Smoking cessation drugs now are available at no charge through the TRICARE Mail Order Program for service members, military family members and retirees under age 65 who want to kick this unhealthy habit.

The free cessation drugs finally are available almost five years after Congress ordered them. The free medicines are part of a wider smoking cessation program that lawmakers told the Department of Defense to establish under provisions of the fiscal 2009 defense authorization act.

The same law also directed TRICARE to boost long-standing smoking cessation efforts with in-person counseling, access to print and web-based material on health effects of tobacco, and a 24-hour, toll-free "quit line" with counselors to assess readiness of smokers to quit and recommend ways to address their nicotine dependency.

The smoking cessation program, including mail-order drugs, patches, gums, lozenges and sprays, is not available to beneficiaries eligible for Medicare, which means the TRICARE for Life population. This is set in law to hold down costs. It also is not available outside the United States except to active duty members and families enrolled in TRICARE Prime overseas.

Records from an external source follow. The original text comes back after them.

//! # veriscan-engine
//!
//! Symbolic execution engines for cyclically executed control programs.
//!
//! Given a validated [`veriscan_ir::Program`], an engine explores its
//! behavior over a bounded number of scan cycles and generates a test
//! suite of concrete input scenarios, one per explored path. Four
//! flavors share the same infrastructure:
//!
//! | Flavor | Entry point | Approach |
//! |--------|-------------|----------|
//! | Baseline / compositional | [`engine::Engine`] | Concolic: dual stores, fork at feasible branches, optional state merging at joins |
//! | Over-approximating | [`engine::Engine`] | All-symbolic start, reachability hints prune branch sides |
//! | Shadow | [`shadow::ShadowEngine`] | Two revisions in one state, fork at the first forced divergence |
//! | CBMC-style | [`cbmc::VcEngine`] | Assumption-literal verification conditions instead of forking |
//!
//! The engines are single-threaded and cooperative: the only scheduler
//! is the explorer worklist, every context is exclusively owned by the
//! current step, and termination criteria are checked at step
//! boundaries.

pub mod cbmc;
pub mod config;
pub mod context;
pub mod derive;
pub mod encoder;
pub mod engine;
pub mod error;
pub mod evaluator;
pub mod executor;
pub mod explorer;
pub mod interface;
pub mod merger;
mod ops;
pub mod replay;
pub mod shadow;

pub use config::Configuration;
pub use context::{Context, Frame, State, Vertex};
pub use derive::{derive_from_state, derive_test_case};
pub use encoder::{Encoder, VersionLookup};
pub use engine::{Engine, EngineStatus, RunReport};
pub use error::{EngineError, EngineErrorKind, Result};
pub use evaluator::Evaluator;
pub use executor::{Executor, Successors};
pub use explorer::Explorer;
pub use interface::FlatInterface;
pub use merger::Merger;
pub use replay::replay;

The toll-free quit line likely will not be available overseas because of "technological barriers and costs involved in providing this service," TRICARE officials explained in a final rule published in the Federal Register Feb. 27.

Free mail-order drugs include heavily promoted medicines such as varenicline (brand name Chantix) and buproprion (Zyban), and popular nicotine replacement including patches and inhalers.

All of them will require a prescription and "we can't guarantee that every med will be available to every individual," said a TRICARE official. "That's still a doctor's call based on the person's health and other medications."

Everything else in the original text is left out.